#### DATA IN THIS EXERCISE
----------------

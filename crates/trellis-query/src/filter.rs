//! Filter stage: keep records that satisfy every active filter.

use trellis_model::{CogValue, FilterEntry, FilterSpec, MetaDescriptor, Record, find_meta};

/// Whether a single value satisfies a filter. Nulls never match.
pub fn matches(spec: &FilterSpec, value: &CogValue) -> bool {
    if value.is_null() {
        return false;
    }
    match spec {
        FilterSpec::Select { values } => values.contains(value.to_plain_string().as_ref()),
        FilterSpec::Range { min, max } => value.as_f64().is_some_and(|v| {
            min.is_none_or(|min| min.is_nan() || v >= min)
                && max.is_none_or(|max| max.is_nan() || v <= max)
        }),
        FilterSpec::DateRange { start, end } => value.as_date().is_some_and(|date| {
            start.is_none_or(|start| date >= start) && end.is_none_or(|end| date <= end)
        }),
        FilterSpec::TimeRange { start, end } => value.as_time().is_some_and(|time| {
            start.is_none_or(|start| time >= start) && end.is_none_or(|end| time <= end)
        }),
        FilterSpec::Substring { value: needle } => value
            .to_plain_string()
            .to_lowercase()
            .contains(&needle.to_lowercase()),
    }
}

/// Apply the AND of `filters` to `indices`.
///
/// Entries naming a variable that is not a filterable meta are skipped.
pub fn apply(
    records: &[Record],
    metas: &[MetaDescriptor],
    filters: &[FilterEntry],
    indices: Vec<usize>,
) -> Vec<usize> {
    let active: Vec<&FilterEntry> = filters
        .iter()
        .filter(|entry| {
            let filterable = find_meta(metas, &entry.varname).is_some_and(|meta| !meta.is_panel());
            if !filterable {
                tracing::debug!(varname = %entry.varname, "ignoring filter on unknown variable");
            }
            filterable && !entry.spec.is_empty()
        })
        .collect();
    if active.is_empty() {
        return indices;
    }
    indices
        .into_iter()
        .filter(|&idx| {
            let record = &records[idx];
            active
                .iter()
                .all(|entry| matches(&entry.spec, record.get(&entry.varname)))
        })
        .collect()
}

#[cfg(test)]
mod tests {
    use super::*;
    use chrono::NaiveDate;

    #[test]
    fn test_range_is_inclusive() {
        let spec = FilterSpec::range(Some(15.0), Some(30.0));
        assert!(matches(&spec, &CogValue::Int(15)));
        assert!(matches(&spec, &CogValue::Number(30.0)));
        assert!(!matches(&spec, &CogValue::Int(10)));
        assert!(!matches(&spec, &CogValue::Null));
    }

    #[test]
    fn test_open_range() {
        let spec = FilterSpec::range(None, Some(0.0));
        assert!(matches(&spec, &CogValue::Number(-4.5)));
        assert!(!matches(&spec, &CogValue::Number(f64::NAN)));
    }

    #[test]
    fn test_select_uses_factor_label() {
        let spec = FilterSpec::select(["Denmark"]);
        assert!(matches(&spec, &CogValue::factor(1, "Denmark")));
        assert!(!matches(&spec, &CogValue::factor(0, "Algeria")));
        assert!(matches(&spec, &"Denmark".into()));
    }

    #[test]
    fn test_date_range() {
        let day = |d| NaiveDate::from_ymd_opt(2024, 1, d).unwrap();
        let spec = FilterSpec::date_range(Some(day(5)), None);
        assert!(matches(&spec, &CogValue::Date(day(5))));
        assert!(!matches(&spec, &CogValue::Date(day(4))));
    }

    #[test]
    fn test_substring_ignores_case() {
        let spec = FilterSpec::substring("ERM");
        assert!(matches(&spec, &"Germany".into()));
    }

    #[test]
    fn test_unknown_variable_is_ignored() {
        let metas = vec![MetaDescriptor::number("v", "V")];
        let records = vec![Record::new("a").with("v", 1_i64)];
        let filters = vec![FilterEntry {
            varname: "missing".to_string(),
            spec: FilterSpec::range(Some(5.0), None),
        }];
        assert_eq!(apply(&records, &metas, &filters, vec![0]), vec![0]);
    }
}
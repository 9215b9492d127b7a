//! CLI argument definitions for the trellis tool.

use std::path::PathBuf;

use clap::{Args, Parser, Subcommand, ValueEnum};
use clap_verbosity_flag::{Verbosity, WarnLevel};
use colorchoice_clap::Color;

#[derive(Parser)]
#[command(
    name = "trellis",
    version,
    about = "Build, inspect and query trellis displays",
    long_about = "Build trellis display artifacts from cognostic tables, then inspect,\n\
                  filter, sort and page through them from the terminal.\n\n\
                  The app root defaults to $TRELLIS_APP_DIR, else the current directory."
)]
pub struct Cli {
    #[command(subcommand)]
    pub command: Command,

    /// Adjust log verbosity (-v for debug, -vv for trace, -q for errors only).
    #[command(flatten)]
    pub verbosity: Verbosity<WarnLevel>,

    /// Control ANSI color output (auto, always, never).
    #[command(flatten)]
    pub color: Color,

    /// Explicit log level (overrides -v/-q flags).
    #[arg(long = "log-level", value_enum, global = true)]
    pub log_level: Option<LogLevelArg>,

    /// Log output format (pretty for human, json for machine parsing).
    #[arg(
        long = "log-format",
        value_enum,
        default_value = "pretty",
        global = true
    )]
    pub log_format: LogFormatArg,

    /// Write logs to a file instead of stderr.
    #[arg(long = "log-file", value_name = "PATH", global = true)]
    pub log_file: Option<PathBuf>,
}

#[derive(Subcommand)]
pub enum Command {
    /// Encode a cognostic table into a display under an app root.
    Build(BuildArgs),

    /// Show a display's metas, row count and decode warnings.
    Inspect(DisplayArgs),

    /// Filter, sort and page through a display.
    Query(QueryArgs),

    /// List, save or delete the named views stored in a display.
    Views {
        #[command(subcommand)]
        action: ViewsAction,
    },
}

#[derive(Args)]
pub struct BuildArgs {
    /// JSON array of meta descriptors.
    #[arg(long = "metas", value_name = "JSON")]
    pub metas: PathBuf,

    /// CSV file with one row per panel; must have a `panelKey` column.
    #[arg(long = "data", value_name = "CSV")]
    pub data: PathBuf,

    /// Display name.
    #[arg(long = "name")]
    pub name: String,

    #[arg(long = "description", default_value = "")]
    pub description: String,

    /// App root to write into (the display lands in <OUT>/displays/<NAME>/).
    #[arg(long = "out", value_name = "DIR")]
    pub out: PathBuf,

    /// Directory of rendered panel files to copy next to the display.
    #[arg(long = "panels", value_name = "DIR")]
    pub panels: Option<PathBuf>,

    /// Fail on factor values that are not one of the levels.
    #[arg(long = "strict")]
    pub strict: bool,

    /// Base directory recorded for file panels (adds a panel column if the
    /// metas have none).
    #[arg(long = "panel-base", value_name = "DIR")]
    pub panel_base: Option<String>,
}

/// Which display to open.
#[derive(Args, Clone)]
pub struct DisplayArgs {
    /// App root or display directory.
    #[arg(value_name = "ROOT")]
    pub root: Option<PathBuf>,

    /// Named display under <ROOT>/displays/ (default: the first one).
    #[arg(long = "display", value_name = "NAME")]
    pub display: Option<String>,
}

/// Session state flags shared by `query` and `views save`.
#[derive(Args, Clone, Default)]
pub struct StateArgs {
    /// Filter, repeatable: `var=a,b` (select), `var=min..max` (range, either
    /// bound optional), `var~text` (substring).
    #[arg(long = "filter", value_name = "EXPR")]
    pub filters: Vec<String>,

    /// Sort key `var[:asc|desc]`, repeatable; the first one has top priority.
    #[arg(long = "sort", value_name = "KEY")]
    pub sorts: Vec<String>,

    #[arg(long = "ncol")]
    pub ncol: Option<usize>,

    #[arg(long = "nrow")]
    pub nrow: Option<usize>,

    /// Variables shown as panel labels.
    #[arg(long = "labels", value_delimiter = ',', value_name = "VARS")]
    pub labels: Option<Vec<String>>,
}

#[derive(Args)]
pub struct QueryArgs {
    #[command(flatten)]
    pub target: DisplayArgs,

    #[command(flatten)]
    pub state: StateArgs,

    /// Start from a saved view; other flags apply on top of it.
    #[arg(long = "view", value_name = "NAME")]
    pub view: Option<String>,

    /// Free-text search over factor, string and href columns.
    #[arg(long = "search", value_name = "TEXT")]
    pub search: Option<String>,

    #[arg(long = "page", default_value_t = 1)]
    pub page: usize,
}

#[derive(Subcommand)]
pub enum ViewsAction {
    /// List stored views.
    List(DisplayArgs),

    /// Save (or replace) a view built from state flags.
    Save {
        name: String,
        #[command(flatten)]
        target: DisplayArgs,
        #[command(flatten)]
        state: StateArgs,
    },

    /// Delete the view at a position shown by `views list`.
    Delete {
        index: usize,
        #[command(flatten)]
        target: DisplayArgs,
    },
}

/// CLI log level choices.
#[derive(Clone, Copy, ValueEnum)]
pub enum LogLevelArg {
    Error,
    Warn,
    Info,
    Debug,
    Trace,
}

/// CLI log format choices.
#[derive(Clone, Copy, ValueEnum)]
pub enum LogFormatArg {
    Pretty,
    Compact,
    Json,
}
//! Locating, loading and rewriting trellis displays on disk.
//!
//! - [`locate`] / [`load`] find the artifact under an app root (flat or nested layout)
//! - [`ViewStore`] edits the named views stored in that artifact

pub mod discovery;
pub mod error;
pub mod loader;
pub mod paths;
pub mod views;

pub use discovery::{list_displays, locate, locate_named};
pub use error::{IngestError, Result};
pub use loader::{LoadedDisplay, load, load_file, load_named};
pub use paths::{APP_DIR_ENV_VAR, app_root, default_app_root};
pub use views::ViewStore;
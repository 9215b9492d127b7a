//! Wire codec for trellis displays.
//!
//! [`encode`] turns a [`DisplaySchema`](trellis_model::DisplaySchema) and its
//! records into the JSON artifact a viewer loads, plus two companion copies of
//! the row array. [`decode`] is the inverse and resolves panel references
//! against the files on disk.

pub mod decode;
pub mod distribution;
pub mod encode;
pub mod error;
pub mod keysig;
pub mod panel;
pub mod wire;
pub mod writer;

pub use decode::{
    DecodeContext, DecodedDisplay, decode, decode_artifact, decode_value, parse_date, parse_time,
};
pub use distribution::{CogDistribution, LevelCount, compute_distributions};
pub use encode::{EncodeOptions, EncodedDisplay, FactorPolicy, encode, encode_value};
pub use error::{CodecError, PartialDecodeWarning, Result, WarningKind};
pub use keysig::keysig;
pub use panel::{
    PANELS_DIR, PanelExtensions, PanelResolver, classify_payload, discover_base_dir,
    panel_reference, prefixed_reference,
};
pub use wire::{
    PANEL_KEY_FIELD, WireArtifact, WireRow, global_var_name, parse_metas, parse_script,
    script_text,
};
pub use writer::{
    DISPLAY_FILE, DISPLAY_LIST_FILE, DISPLAYS_DIR, DisplayListEntry, FLAT_FILE, SCRIPT_FILE,
    display_dir, read_artifact, write_artifact, write_display, write_display_list,
};
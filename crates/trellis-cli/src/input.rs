//! Reading producer input: meta descriptors (JSON) and cognostic rows (CSV).

use std::fs;
use std::io::Read;
use std::path::Path;

use anyhow::{Context, Result, bail};
use serde_json::Value;

use trellis_codec::{PANEL_KEY_FIELD, parse_date, parse_metas, parse_time};
use trellis_model::{CogValue, MetaDescriptor, MetaKind, PanelSource, PanelType, Record};

/// Name of the panel column added by [`apply_panel_base`] when none exists.
pub const DEFAULT_PANEL_COL: &str = "panel";

pub fn read_metas(path: &Path) -> Result<Vec<MetaDescriptor>> {
    let json =
        fs::read_to_string(path).with_context(|| format!("read metas {}", path.display()))?;
    let value: Value =
        serde_json::from_str(&json).with_context(|| format!("parse metas {}", path.display()))?;
    let metas = parse_metas(&value).with_context(|| format!("invalid metas {}", path.display()))?;
    Ok(metas)
}

/// Point file panels at `base`, adding an image panel column if there is none.
pub fn apply_panel_base(metas: &mut Vec<MetaDescriptor>, base: &str) {
    match metas.iter_mut().find(|meta| meta.is_panel()) {
        Some(meta) => {
            if let MetaKind::Panel { source, .. } = &mut meta.kind {
                *source = PanelSource::file(base);
            }
        }
        None => metas.push(MetaDescriptor::panel(
            DEFAULT_PANEL_COL,
            PanelType::Img,
            PanelSource::file(base),
        )),
    }
}

pub fn read_records_file(path: &Path, metas: &[MetaDescriptor]) -> Result<Vec<Record>> {
    let file = fs::File::open(path).with_context(|| format!("open {}", path.display()))?;
    read_records(file, metas).with_context(|| format!("read rows from {}", path.display()))
}

/// Read CSV rows into records. Columns without a meta are ignored; empty
/// cells are null.
pub fn read_records<R: Read>(reader: R, metas: &[MetaDescriptor]) -> Result<Vec<Record>> {
    let mut csv = csv::ReaderBuilder::new()
        .trim(csv::Trim::All)
        .from_reader(reader);
    let headers = csv.headers().context("read CSV header")?.clone();
    let Some(key_idx) = headers.iter().position(|name| name == PANEL_KEY_FIELD) else {
        bail!("CSV has no '{PANEL_KEY_FIELD}' column");
    };

    let columns: Vec<(usize, &MetaDescriptor)> = headers
        .iter()
        .enumerate()
        .filter_map(|(idx, name)| {
            let meta = metas.iter().find(|meta| meta.varname == name && !meta.is_panel());
            if meta.is_none() && idx != key_idx {
                tracing::debug!(column = name, "ignoring column without a meta");
            }
            meta.map(|meta| (idx, meta))
        })
        .collect();

    let mut records = Vec::new();
    for (row_idx, row) in csv.records().enumerate() {
        let row = row.with_context(|| format!("CSV row {}", row_idx + 1))?;
        let panel_key = row.get(key_idx).unwrap_or_default();
        if panel_key.is_empty() {
            bail!("CSV row {} has an empty {PANEL_KEY_FIELD}", row_idx + 1);
        }
        let mut record = Record::new(panel_key);
        for (idx, meta) in &columns {
            let raw = row.get(*idx).unwrap_or_default();
            record.insert(meta.varname.clone(), parse_cell(meta, raw));
        }
        records.push(record);
    }
    tracing::info!(rows = records.len(), columns = columns.len(), "read cognostic rows");
    Ok(records)
}

/// Interpret one CSV cell according to its meta. Text that does not fit the
/// type is kept as text and left for the encoder to judge.
pub fn parse_cell(meta: &MetaDescriptor, raw: &str) -> CogValue {
    if raw.is_empty() {
        return CogValue::Null;
    }
    match &meta.kind {
        MetaKind::Number { .. } | MetaKind::Currency { .. } => raw
            .parse::<i64>()
            .map(CogValue::Int)
            .or_else(|_| raw.parse::<f64>().map(CogValue::Number))
            .unwrap_or_else(|_| CogValue::from(raw)),
        MetaKind::Date { .. } => parse_date(raw).map_or_else(|| CogValue::from(raw), CogValue::Date),
        MetaKind::Time { .. } => parse_time(raw).map_or_else(|| CogValue::from(raw), CogValue::Time),
        MetaKind::Factor { .. }
        | MetaKind::Href { .. }
        | MetaKind::Graph { .. }
        | MetaKind::String {}
        | MetaKind::Panel { .. } => CogValue::from(raw),
    }
}

#[cfg(test)]
mod tests {
    use super::*;

    fn metas() -> Vec<MetaDescriptor> {
        vec![
            MetaDescriptor::factor("country", "Country", ["Algeria", "Denmark"]),
            MetaDescriptor::number("lexp", "Life expectancy"),
            MetaDescriptor::date("surveyed", "Surveyed"),
        ]
    }

    #[test]
    fn test_read_records() {
        let csv = "panelKey,country,lexp,surveyed,extra\n\
                   dz, Algeria ,70.5,2020-01-02,x\n\
                   dk,Denmark,,not a date,y\n";
        let records = read_records(csv.as_bytes(), &metas()).unwrap();
        assert_eq!(records.len(), 2);
        assert_eq!(records[0].get("country"), &CogValue::from("Algeria"));
        assert_eq!(records[0].get("lexp"), &CogValue::Number(70.5));
        assert!(records[1].get("lexp").is_null());
        assert_eq!(records[1].get("surveyed"), &CogValue::from("not a date"));
        assert!(!records[0].contains("extra"));
    }

    #[test]
    fn test_missing_panel_key_column() {
        let err = read_records("country\nAlgeria\n".as_bytes(), &metas()).unwrap_err();
        assert!(err.to_string().contains("panelKey"));
    }

    #[test]
    fn test_panel_base_adds_column() {
        let mut metas = metas();
        apply_panel_base(&mut metas, "plots");
        let panel = metas.last().unwrap();
        assert!(panel.is_panel());
        assert_eq!(panel.varname, DEFAULT_PANEL_COL);

        apply_panel_base(&mut metas, "renders");
        assert_eq!(metas.iter().filter(|meta| meta.is_panel()).count(), 1);
        match &metas.last().unwrap().kind {
            MetaKind::Panel { source, .. } => assert_eq!(source.base.as_deref(), Some("renders")),
            other => panic!("unexpected kind {other:?}"),
        }
    }
}
//! Search stage: free-text match across the label-like columns.

use trellis_model::{MetaDescriptor, Record};

/// Keep records where the query occurs (case-insensitively) in the panel key
/// or in any factor, string or href column. An empty query keeps everything.
pub fn apply(
    records: &[Record],
    metas: &[MetaDescriptor],
    query: &str,
    indices: Vec<usize>,
) -> Vec<usize> {
    let needle = query.trim().to_lowercase();
    if needle.is_empty() {
        return indices;
    }
    let columns: Vec<&str> = metas
        .iter()
        .filter(|meta| meta.meta_type().is_searchable())
        .map(|meta| meta.varname.as_str())
        .collect();
    indices
        .into_iter()
        .filter(|&idx| {
            let record = &records[idx];
            record.panel_key.to_lowercase().contains(&needle)
                || columns.iter().any(|varname| {
                    record
                        .get(varname)
                        .to_plain_string()
                        .to_lowercase()
                        .contains(&needle)
                })
        })
        .collect()
}

#[cfg(test)]
mod tests {
    use super::*;

    fn fixture() -> (Vec<MetaDescriptor>, Vec<Record>) {
        let metas = vec![
            MetaDescriptor::factor("country", "Country", ["Algeria", "Denmark"]),
            MetaDescriptor::number("pop", "Population"),
        ];
        let records = vec![
            Record::new("dz")
                .with("country", trellis_model::CogValue::factor(0, "Algeria"))
                .with("pop", 44_i64),
            Record::new("dk")
                .with("country", trellis_model::CogValue::factor(1, "Denmark"))
                .with("pop", 5_i64),
        ];
        (metas, records)
    }

    #[test]
    fn test_matches_factor_label_and_panel_key() {
        let (metas, records) = fixture();
        assert_eq!(apply(&records, &metas, "DEN", vec![0, 1]), vec![1]);
        assert_eq!(apply(&records, &metas, "dz", vec![0, 1]), vec![0]);
    }

    #[test]
    fn test_numeric_columns_are_not_searched() {
        let (metas, records) = fixture();
        assert!(apply(&records, &metas, "44", vec![0, 1]).is_empty());
    }

    #[test]
    fn test_empty_query_is_identity() {
        let (metas, records) = fixture();
        assert_eq!(apply(&records, &metas, "  ", vec![1, 0]), vec![1, 0]);
    }
}
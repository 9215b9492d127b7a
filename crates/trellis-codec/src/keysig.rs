use sha2::{Digest, Sha256};

/// Digest of the set of panel keys: order-independent, hex encoded.
pub fn keysig<'a, I>(panel_keys: I) -> String
where
    I: IntoIterator<Item = &'a str>,
{
    let mut keys: Vec<&str> = panel_keys.into_iter().collect();
    keys.sort_unstable();
    let mut hasher = Sha256::new();
    for key in keys {
        hasher.update(key.as_bytes());
        hasher.update(b"\n");
    }
    hex::encode(hasher.finalize())
}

----------------

#### EXERCISE GOAL
Tally how many lines include "struct" in the listing above; reply with the number only.

#### RESPONSE AREA
5